Dans le marais audomarois, véritable labyrinthe constitué de 15 000 parcelles de terre et d’eau, parcouru de 800 kilomètres de canaux, rivières, étangs, façonné par l’homme depuis le Moyen-Âge et situé dans les Hauts de France, plusieurs dizaines d’habitations – dont celles qui constituent le marais résidentiel, essentiellement, le long du Grand Canal – ne sont encore accessibles qu’en bateau. Aujourd’hui, cette contrainte est une chance, celle de ralentir le rythme effréné d’une vie trépidante qui nous ferait passer parfois, souvent, à côté de l’essentiel : Vivre… Être à la vie… Tout simplement. Dans le marais audomarois, être à la vie est une évidence naturelle dont on redécouvre, tout particulièrement, la fluidité en glissant sur les eaux silencieuses, sombres comme un immense miroir d’une nature exubérante et généreuse.

Les deux embarcations traditionnelles du marais sont le bacôve et l’escute, tous deux ayant deux pointes et un fond plat qui permet avant tout de charger les légumes, transporter les bestiaux mais aussi, accessoirement, les enfants puisque le ramassage scolaire se faisait par bateau, il y a encore quelques décennies. Même le facteur avait son escute pour la distribution de courrier!  

Si le premier est le bateau de charge du marais, robuste et stable, son fond plat a la particularité de remonter comme une planche de ski, ce qui lui permet d’épouser la vague et de la passer. En tant que bateau caboteur, il peut donc, si nécessaire, aller en mer. Le second, allant de 4m50 à 8 m de long, est le bateau de la vie quotidienne.

Du côté maraîcher, sur les faubourg du Haut-Pont et de Lyzel – où l’habitat typique présente une façade tournée vers la ville et un arrière vers les marais – le site garde trace des moyens de locomotions ancestraux, les charpentiers de bateaux ayant laissé le nom de leur activité dans une rue des faiseurs de bateaux dans Saint-Omer.

Pourtant le remembrement débuté dans les années 1970, ayant permis la création de 30 km de routes et de ponts pour accéder aux marais sans bateau, avec le motoculteur puis le tracteur, a précipité la fin d’une profession intimement liée au marais audomarois. C’est ainsi que Gérard, le dernier charpentier, arrêta en 1995.

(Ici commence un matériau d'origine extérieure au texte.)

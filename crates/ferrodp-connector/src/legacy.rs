//! Channel plumbing shared by the connection sequences and the active stage:
//! MCS send-data framing, the share control/data headers and the standard
//! RDP security envelope.

use std::borrow::Cow;

use ferrodp_core::{decode, encode_buf, encode_vec, Encode, WriteBuf};
use ferrodp_pdu::crypto::context::SealedPayload;
use ferrodp_pdu::crypto::SecurityContext;
use ferrodp_pdu::mcs;
use ferrodp_pdu::rdp::client_info::CompressionType;
use ferrodp_pdu::rdp::headers::{
    BasicSecurityHeader, BasicSecurityHeaderFlags, CompressionFlags, ShareControlHeader, ShareControlPdu,
    ShareDataHeader, ShareDataPdu, StreamPriority,
};
use ferrodp_pdu::x224::X224;

use crate::{ConnectorError, ConnectorErrorExt as _, ConnectorResult};

const FIPS_HEADER_SIZE: usize = 4;
const FIPS_VERSION_1: u8 = 1;
const SIGNATURE_SIZE: usize = 8;

/// Per-session security state: absent entirely under enhanced security.
pub type SecurityState = Option<SecurityContext>;

/// Wraps an io-channel payload in the standard-security envelope.
///
/// With legacy security active every payload is signed and encrypted under a
/// basic security header; otherwise a header is emitted only when `flags`
/// demands one (Client Info, licensing).
pub fn wrap_security(
    security: &mut SecurityState,
    flags: BasicSecurityHeaderFlags,
    payload: &[u8],
) -> ConnectorResult<Vec<u8>> {
    match security.as_mut() {
        Some(context) => {
            let mut header_flags = flags | BasicSecurityHeaderFlags::ENCRYPT;
            if context.secure_checksum() {
                header_flags |= BasicSecurityHeaderFlags::SECURE_CHECKSUM;
            }

            let SealedPayload {
                signature,
                data,
                pad_length,
            } = context.encrypt(payload).map_err(ConnectorError::security)?;

            let header = BasicSecurityHeader { flags: header_flags };
            let mut out = encode_vec(&header).map_err(ConnectorError::encode)?;

            if context.is_fips() {
                out.extend_from_slice(&(FIPS_HEADER_SIZE as u16).to_le_bytes());
                out.push(FIPS_VERSION_1);
                out.push(pad_length);
            }

            out.extend_from_slice(&signature);
            out.extend_from_slice(&data);

            Ok(out)
        }
        None if flags.is_empty() => Ok(payload.to_vec()),
        None => {
            let header = BasicSecurityHeader { flags };
            let mut out = encode_vec(&header).map_err(ConnectorError::encode)?;
            out.extend_from_slice(payload);
            Ok(out)
        }
    }
}

/// Strips (and when necessary decrypts) the standard-security envelope from
/// an inbound io-channel payload.
///
/// Returns the header flags (empty when no header was present) and the
/// plaintext body. A MAC mismatch is fatal.
pub fn unwrap_security<'a>(
    security: &mut SecurityState,
    data: &'a [u8],
    header_expected: bool,
) -> ConnectorResult<(BasicSecurityHeaderFlags, Cow<'a, [u8]>)> {
    if security.is_none() && !header_expected {
        return Ok((BasicSecurityHeaderFlags::empty(), Cow::Borrowed(data)));
    }

    let header: BasicSecurityHeader = decode(data).map_err(ConnectorError::decode)?;
    let mut rest = &data[BasicSecurityHeader::FIXED_PART_SIZE..];

    if !header.flags.contains(BasicSecurityHeaderFlags::ENCRYPT) {
        return Ok((header.flags, Cow::Borrowed(rest)));
    }

    let Some(context) = security.as_mut() else {
        return Err(general_err!("received an encrypted payload without a security context"));
    };

    let mut pad_length = 0u8;
    if context.is_fips() {
        if rest.len() < FIPS_HEADER_SIZE {
            return Err(general_err!("truncated FIPS security header"));
        }
        pad_length = rest[3];
        rest = &rest[FIPS_HEADER_SIZE..];
    }

    if rest.len() < SIGNATURE_SIZE {
        return Err(general_err!("truncated security signature"));
    }

    let mut signature = [0u8; SIGNATURE_SIZE];
    signature.copy_from_slice(&rest[..SIGNATURE_SIZE]);
    let sealed = SealedPayload {
        signature,
        data: rest[SIGNATURE_SIZE..].to_vec(),
        pad_length,
    };

    let plaintext = context.decrypt(&sealed).map_err(ConnectorError::security)?;

    Ok((header.flags, Cow::Owned(plaintext)))
}

/// Encodes a message as MCS send-data-request user data inside the X.224
/// framing.
pub fn encode_send_data_request<T: Encode>(
    initiator_id: u16,
    channel_id: u16,
    user_msg: &T,
    buf: &mut WriteBuf,
) -> ConnectorResult<usize> {
    let user_data = encode_vec(user_msg).map_err(ConnectorError::encode)?;
    encode_send_data_request_raw(initiator_id, channel_id, &user_data, buf)
}

/// Same as [`encode_send_data_request`] for an already-encoded payload.
pub fn encode_send_data_request_raw(
    initiator_id: u16,
    channel_id: u16,
    user_data: &[u8],
    buf: &mut WriteBuf,
) -> ConnectorResult<usize> {
    let pdu = mcs::SendDataRequest {
        initiator_id,
        channel_id,
        user_data: Cow::Borrowed(user_data),
    };

    let written = encode_buf(&X224(pdu), buf).map_err(ConnectorError::encode)?;

    Ok(written)
}

#[derive(Debug, Clone, Copy)]
pub struct SendDataIndicationCtx<'a> {
    pub initiator_id: u16,
    pub channel_id: u16,
    pub user_data: &'a [u8],
}

/// Strips the MCS send-data-indication framing from an inbound frame.
pub fn decode_send_data_indication(src: &[u8]) -> ConnectorResult<SendDataIndicationCtx<'_>> {
    let mcs_msg = decode::<X224<mcs::McsMessage<'_>>>(src)
        .map_err(ConnectorError::decode)?
        .0;

    match mcs_msg {
        mcs::McsMessage::SendDataIndication(msg) => {
            let Cow::Borrowed(user_data) = msg.user_data else {
                unreachable!("borrowed decode");
            };

            Ok(SendDataIndicationCtx {
                initiator_id: msg.initiator_id,
                channel_id: msg.channel_id,
                user_data,
            })
        }
        mcs::McsMessage::DisconnectProviderUltimatum(msg) => Err(reason_err!(
            "decode_send_data_indication",
            "received disconnect provider ultimatum: {}",
            msg.reason
        )),
        unexpected => Err(reason_err!(
            "decode_send_data_indication",
            "unexpected MCS message: {}",
            unexpected.name()
        )),
    }
}

/// Encodes a share-control PDU onto the io channel, applying the security
/// envelope.
pub fn encode_share_control(
    initiator_id: u16,
    channel_id: u16,
    share_id: u32,
    pdu: ShareControlPdu,
    security: &mut SecurityState,
    buf: &mut WriteBuf,
) -> ConnectorResult<usize> {
    let share_control_header = ShareControlHeader {
        share_control_pdu: pdu,
        pdu_source: initiator_id,
        share_id,
    };

    let payload = encode_vec(&share_control_header).map_err(ConnectorError::encode)?;
    let sealed = wrap_security(security, BasicSecurityHeaderFlags::empty(), &payload)?;

    encode_send_data_request_raw(initiator_id, channel_id, &sealed, buf)
}

#[derive(Debug, Clone)]
pub struct ShareControlCtx {
    pub initiator_id: u16,
    pub channel_id: u16,
    pub share_id: u32,
    pub pdu_source: u16,
    pub pdu: ShareControlPdu,
}

/// Decodes an inbound io-channel frame down to its share-control PDU.
pub fn decode_share_control(
    ctx: SendDataIndicationCtx<'_>,
    security: &mut SecurityState,
) -> ConnectorResult<ShareControlCtx> {
    let (_flags, body) = unwrap_security(security, ctx.user_data, false)?;
    let user_msg: ShareControlHeader = decode(body.as_ref()).map_err(ConnectorError::decode)?;

    Ok(ShareControlCtx {
        initiator_id: ctx.initiator_id,
        channel_id: ctx.channel_id,
        share_id: user_msg.share_id,
        pdu_source: user_msg.pdu_source,
        pdu: user_msg.share_control_pdu,
    })
}

/// Encodes a share-data PDU (uncompressed) onto the io channel.
pub fn encode_share_data(
    initiator_id: u16,
    channel_id: u16,
    share_id: u32,
    pdu: ShareDataPdu,
    security: &mut SecurityState,
    buf: &mut WriteBuf,
) -> ConnectorResult<usize> {
    let share_data_header = ShareDataHeader {
        share_data_pdu: pdu,
        stream_priority: StreamPriority::Medium,
        compression_flags: CompressionFlags::empty(),
        compression_type: CompressionType::K8, // ignored without compression flags
    };

    let share_control_pdu = ShareControlPdu::Data(share_data_header);

    encode_share_control(initiator_id, channel_id, share_id, share_control_pdu, security, buf)
}

#[derive(Debug, Clone)]
pub struct ShareDataCtx {
    pub initiator_id: u16,
    pub channel_id: u16,
    pub share_id: u32,
    pub pdu_source: u16,
    pub pdu: ShareDataPdu,
}

/// Decodes an inbound io-channel frame down to its share-data PDU.
pub fn decode_share_data(
    ctx: SendDataIndicationCtx<'_>,
    security: &mut SecurityState,
) -> ConnectorResult<ShareDataCtx> {
    let ctx = decode_share_control(ctx, security)?;

    let ShareControlPdu::Data(share_data_header) = ctx.pdu else {
        return Err(general_err!(
            "received unexpected Share Control PDU (expected Share Data Header)"
        ));
    };

    Ok(ShareDataCtx {
        initiator_id: ctx.initiator_id,
        channel_id: ctx.channel_id,
        share_id: ctx.share_id,
        pdu_source: ctx.pdu_source,
        pdu: share_data_header.share_data_pdu,
    })
}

Le savoir-faire, transmis oralement et sans aucune trace écrite, était perdu jusqu’à ce jour de 2007 où Rémy et Vincent Colin demandèrent à Gérard, désormais à la retraite, de leur transmettre ses connaissances pour faire revivre la belle tradition des barques du marais audomarois.

Historiquement, les premiers bateaux en bois furent des pirogues datant du mésolithique soit -10 000 avant JC. Ces pirogues étaient réalisé dans un arbre creusé au feu dont on évidait la matière calcinée à la hache. Chez les Celtes, à l’âge de fer, on utilisait un bois vert, frais, malléable à la chaleur qu’on expansait en le travaillant, ce qui permettait d’élargir notablement le bateau. Au XI et XIIeme siècle, le perfectionnement de cette technique permit d’obtenir jusqu’à 4 mètres de largeur pour un bateau. Pourtant, les arbres ayant une circonférence pour le moins notable n’étaient pas toujours disponibles, aussi, la fabrication évolua et le charpentier choisit de fendre l’arbre de façon à obtenir suffisamment de planches dites clins.

Cette construction à clins ressemble à celle des bateaux de Vikings quoique l’origine en soit, incontestablement, pré-Viking : on fabrique la coque puis la charpente, contrairement à la technique de fabrication des bateaux issus du XVIe siècle où l’on fait d’abord la charpente puis la coque. L’escute et le bacôve sont descendants de ces bateaux du Moyen-Age (scute signifiant bateau fluvial). Ces embarcations correspondent à une construction « Bordé Premier » spécifique à la navigation en Europe du Nord.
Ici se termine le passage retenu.